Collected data

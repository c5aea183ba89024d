//! Shared value types.

pub mod recurrence;

pub use recurrence::Recurrence;
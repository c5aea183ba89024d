//! Static registry of every persistent resource the plugin owns.
//!
//! Install and uninstall both read from [`REGISTRY`], so the set of
//! resources created and the set of resources removed cannot drift apart.
//! The table is immutable configuration; nothing mutates it at runtime.

use std::collections::HashSet;
use std::fmt;

use serde::Serialize;

use crate::error::AppError;
use crate::result::AppResult;

/// Category of a managed resource.
#[derive(Debug, Clone, Copy, PartialEq, Eq, Hash, Serialize)]
#[serde(rename_all = "snake_case")]
pub enum ResourceKind {
    /// Persistent key-value setting in the host option store.
    Option,
    /// Expiring cache entry in the host transient store.
    Transient,
    /// Named recurring job registered with the host scheduler.
    ScheduledJob,
    /// Plugin-owned subdirectory under the host upload root.
    FileArea,
    /// Set of plugin tables owned by the schema manager.
    TableSet,
}

impl fmt::Display for ResourceKind {
    fn fmt(&self, f: &mut fmt::Formatter<'_>) -> fmt::Result {
        match self {
            Self::Option => write!(f, "option"),
            Self::Transient => write!(f, "transient"),
            Self::ScheduledJob => write!(f, "scheduled_job"),
            Self::FileArea => write!(f, "file_area"),
            Self::TableSet => write!(f, "table_set"),
        }
    }
}

/// Declarative record of one externally visible artifact the plugin owns.
#[derive(Debug, Clone, Copy, PartialEq, Eq, Serialize)]
pub struct ManagedResource {
    /// Resource category.
    pub kind: ResourceKind,
    /// Key unique within `kind` (option name, hook name, directory name...).
    pub identifier: &'static str,
    /// Logical subsystem that creates the resource. Audit only.
    pub owner: &'static str,
}

impl ManagedResource {
    const fn new(kind: ResourceKind, identifier: &'static str, owner: &'static str) -> Self {
        Self {
            kind,
            identifier,
            owner,
        }
    }
}

// ── Identifiers ───────────────────────────────────────────

/// Straico API key.
pub const OPTION_API_KEY: &str = "straico_api_key";
/// How often the model list is refreshed.
pub const OPTION_MODEL_UPDATE_FREQUENCY: &str = "straico_model_update_frequency";
/// Whether admins are notified about model list changes.
pub const OPTION_NOTIFY_MODEL_CHANGES: &str = "straico_notify_model_changes";
/// Recipients of model change notifications.
pub const OPTION_MODEL_NOTIFICATION_EMAILS: &str = "straico_model_notification_emails";
/// Whether low coin balance notifications are enabled.
pub const OPTION_NOTIFY_LOW_COINS: &str = "straico_notify_low_coins";
/// Coin balance below which a notification is sent.
pub const OPTION_LOW_COIN_THRESHOLD: &str = "straico_low_coin_threshold";
/// How often the coin balance is checked.
pub const OPTION_COIN_CHECK_FREQUENCY: &str = "straico_coin_check_frequency";
/// Recipients of low coin notifications.
pub const OPTION_LOW_COIN_NOTIFICATION_EMAILS: &str = "straico_low_coin_notification_emails";
/// Schema version marker written by the schema manager.
pub const OPTION_DB_VERSION: &str = "straico_db_version";

/// Last fetched model list, used to detect changes.
pub const TRANSIENT_PREVIOUS_MODELS: &str = "straico_previous_models";
/// Marker that throttles low balance notifications.
pub const TRANSIENT_LAST_BALANCE_NOTIFICATION: &str = "straico_last_balance_notification";

/// Recurring model list refresh.
pub const JOB_MODEL_UPDATE: &str = "straico_model_update_event";
/// Recurring coin balance check.
pub const JOB_COIN_CHECK: &str = "straico_coin_check_event";

/// Subdirectory of the host upload root the plugin writes to.
pub const FILE_AREA: &str = "straico";

/// Table prefix of the plugin's table set.
pub const TABLE_SET: &str = "straico";

/// Every resource the plugin may create over its lifetime.
pub static REGISTRY: &[ManagedResource] = &[
    ManagedResource::new(ResourceKind::Option, OPTION_API_KEY, "settings"),
    ManagedResource::new(ResourceKind::Option, OPTION_MODEL_UPDATE_FREQUENCY, "models"),
    ManagedResource::new(ResourceKind::Option, OPTION_NOTIFY_MODEL_CHANGES, "models"),
    ManagedResource::new(ResourceKind::Option, OPTION_MODEL_NOTIFICATION_EMAILS, "models"),
    ManagedResource::new(ResourceKind::Option, OPTION_NOTIFY_LOW_COINS, "balance"),
    ManagedResource::new(ResourceKind::Option, OPTION_LOW_COIN_THRESHOLD, "balance"),
    ManagedResource::new(ResourceKind::Option, OPTION_COIN_CHECK_FREQUENCY, "balance"),
    ManagedResource::new(ResourceKind::Option, OPTION_LOW_COIN_NOTIFICATION_EMAILS, "balance"),
    ManagedResource::new(ResourceKind::Option, OPTION_DB_VERSION, "database"),
    ManagedResource::new(ResourceKind::Transient, TRANSIENT_PREVIOUS_MODELS, "models"),
    ManagedResource::new(ResourceKind::Transient, TRANSIENT_LAST_BALANCE_NOTIFICATION, "balance"),
    ManagedResource::new(ResourceKind::ScheduledJob, JOB_MODEL_UPDATE, "models"),
    ManagedResource::new(ResourceKind::ScheduledJob, JOB_COIN_CHECK, "balance"),
    ManagedResource::new(ResourceKind::FileArea, FILE_AREA, "uploads"),
    ManagedResource::new(ResourceKind::TableSet, TABLE_SET, "database"),
];

/// Return the full registry.
pub fn entries() -> &'static [ManagedResource] {
    REGISTRY
}

/// Return the identifiers of one kind, in declaration order.
pub fn identifiers(kind: ResourceKind) -> Vec<&'static str> {
    REGISTRY
        .iter()
        .filter(|r| r.kind == kind)
        .map(|r| r.identifier)
        .collect()
}

/// Check that every `(kind, identifier)` pair is declared once and no
/// identifier is empty.
pub fn validate(entries: &[ManagedResource]) -> AppResult<()> {
    let mut seen = HashSet::new();
    for entry in entries {
        if entry.identifier.trim().is_empty() {
            return Err(AppError::validation(format!(
                "Empty identifier for {} owned by '{}'",
                entry.kind, entry.owner
            )));
        }
        if !seen.insert((entry.kind, entry.identifier)) {
            return Err(AppError::validation(format!(
                "Duplicate {} '{}'",
                entry.kind, entry.identifier
            )));
        }
    }
    Ok(())
}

PROBLEM STATEMENT: Whatever appears in the records must be returned exactly.

REPLY:
repository c5aea183ba89024d
//! Shared value types.

pub mod recurrence;

pub use recurrence::Recurrence;
repository c5aea183ba89024d
//! Static registry of every persistent resource the plugin owns.
//!
//! Install and uninstall both read from [`REGISTRY`], so the set of
//! resources created and the set of resources removed cannot drift apart.
//! The table is immutable configuration; nothing mutates it at runtime.

use std::collections::HashSet;
use std::fmt;

use serde::Serialize;

use crate::error::AppError;
use crate::result::AppResult;

/// Category of a managed resource.
#[derive(Debug, Clone, Copy, PartialEq, Eq, Hash, Serialize)]
#[serde(rename_all = "snake_case")]
pub enum ResourceKind {
    /// Persistent key-value setting in the host option store.
    Option,
    /// Expiring cache entry in the host transient store.
    Transient,
    /// Named recurring job registered with the host scheduler.
    ScheduledJob,
    /// Plugin-owned subdirectory under the host upload root.
    FileArea,
    /// Set of plugin tables owned by the schema manager.
    TableSet,
}

impl fmt::Display for ResourceKind {
    fn fmt(&self, f: &mut fmt::Formatter<'_>) -> fmt::Result {
        match self {
            Self::Option => write!(f, "option"),
            Self::Transient => write!(f, "transient"),
            Self::ScheduledJob => write!(f, "scheduled_job"),
            Self::FileArea => write!(f, "file_area"),
            Self::TableSet => write!(f, "table_set"),
        }
    }
}

/// Declarative record of one externally visible artifact the plugin owns.
#[derive(Debug, Clone, Copy, PartialEq, Eq, Serialize)]
pub struct ManagedResource {
    /// Resource category.
    pub kind: ResourceKind,
    /// Key unique within `kind` (option name, hook name, directory name...).
    pub identifier: &'static str,
    /// Logical subsystem that creates the resource. Audit only.
    pub owner: &'static str,
}

impl ManagedResource {
    const fn new(kind: ResourceKind, identifier: &'static str, owner: &'static str) -> Self {
        Self {
            kind,
            identifier,
            owner,
        }
    }
}

// ── Identifiers ───────────────────────────────────────────

/// Straico API key.
pub const OPTION_API_KEY: &str = "straico_api_key";
/// How often the model list is refreshed.
pub const OPTION_MODEL_UPDATE_FREQUENCY: &str = "straico_model_update_frequency";
/// Whether admins are notified about model list changes.
pub const OPTION_NOTIFY_MODEL_CHANGES: &str = "straico_notify_model_changes";
/// Recipients of model change notifications.
pub const OPTION_MODEL_NOTIFICATION_EMAILS: &str = "straico_model_notification_emails";
/// Whether low coin balance notifications are enabled.
pub const OPTION_NOTIFY_LOW_COINS: &str = "straico_notify_low_coins";
/// Coin balance below which a notification is sent.
pub const OPTION_LOW_COIN_THRESHOLD: &str = "straico_low_coin_threshold";
/// How often the coin balance is checked.
pub const OPTION_COIN_CHECK_FREQUENCY: &str = "straico_coin_check_frequency";
/// Recipients of low coin notifications.
pub const OPTION_LOW_COIN_NOTIFICATION_EMAILS: &str = "straico_low_coin_notification_emails";
/// Schema version marker written by the schema manager.
pub const OPTION_DB_VERSION: &str = "straico_db_version";

/// Last fetched model list, used to detect changes.
pub const TRANSIENT_PREVIOUS_MODELS: &str = "straico_previous_models";
/// Marker that throttles low balance notifications.
pub const TRANSIENT_LAST_BALANCE_NOTIFICATION: &str = "straico_last_balance_notification";

/// Recurring model list refresh.
pub const JOB_MODEL_UPDATE: &str = "straico_model_update_event";
/// Recurring coin balance check.
pub const JOB_COIN_CHECK: &str = "straico_coin_check_event";

/// Subdirectory of the host upload root the plugin writes to.
pub const FILE_AREA: &str = "straico";

/// Table prefix of the plugin's table set.
pub const TABLE_SET: &str = "straico";

/// Every resource the plugin may create over its lifetime.
pub static REGISTRY: &[ManagedResource] = &[
    ManagedResource::new(ResourceKind::Option, OPTION_API_KEY, "settings"),
    ManagedResource::new(ResourceKind::Option, OPTION_MODEL_UPDATE_FREQUENCY, "models"),
    ManagedResource::new(ResourceKind::Option, OPTION_NOTIFY_MODEL_CHANGES, "models"),
    ManagedResource::new(ResourceKind::Option, OPTION_MODEL_NOTIFICATION_EMAILS, "models"),
    ManagedResource::new(ResourceKind::Option, OPTION_NOTIFY_LOW_COINS, "balance"),
    ManagedResource::new(ResourceKind::Option, OPTION_LOW_COIN_THRESHOLD, "balance"),
    ManagedResource::new(ResourceKind::Option, OPTION_COIN_CHECK_FREQUENCY, "balance"),
    ManagedResource::new(ResourceKind::Option, OPTION_LOW_COIN_NOTIFICATION_EMAILS, "balance"),
    ManagedResource::new(ResourceKind::Option, OPTION_DB_VERSION, "database"),
    ManagedResource::new(ResourceKind::Transient, TRANSIENT_PREVIOUS_MODELS, "models"),
    ManagedResource::new(ResourceKind::Transient, TRANSIENT_LAST_BALANCE_NOTIFICATION, "balance"),
    ManagedResource::new(ResourceKind::ScheduledJob, JOB_MODEL_UPDATE, "models"),
    ManagedResource::new(ResourceKind::ScheduledJob, JOB_COIN_CHECK, "balance"),
    ManagedResource::new(ResourceKind::FileArea, FILE_AREA, "uploads"),
    ManagedResource::new(ResourceKind::TableSet, TABLE_SET, "database"),
];

/// Return the full registry.
pub fn entries() -> &'static [ManagedResource] {
    REGISTRY
}

/// Return the identifiers of one kind, in declaration order.
pub fn identifiers(kind: ResourceKind) -> Vec<&'static str> {
    REGISTRY
        .iter()
        .filter(|r| r.kind == kind)
        .map(|r| r.identifier)
        .collect()
}

/// Check that every `(kind, identifier)` pair is declared once and no
/// identifier is empty.
pub fn validate(entries: &[ManagedResource]) -> AppResult<()> {
    let mut seen = HashSet::new();
    for entry in entries {
        if entry.identifier.trim().is_empty() {
            return Err(AppError::validation(format!(
                "Empty identifier for {} owned by '{}'",
                entry.kind, entry.owner
            )));
        }
        if !seen.insert((entry.kind, entry.identifier)) {
            return Err(AppError::validation(format!(
                "Duplicate {} '{}'",
                entry.kind, entry.identifier
            )));
        }
    }
    Ok(())
}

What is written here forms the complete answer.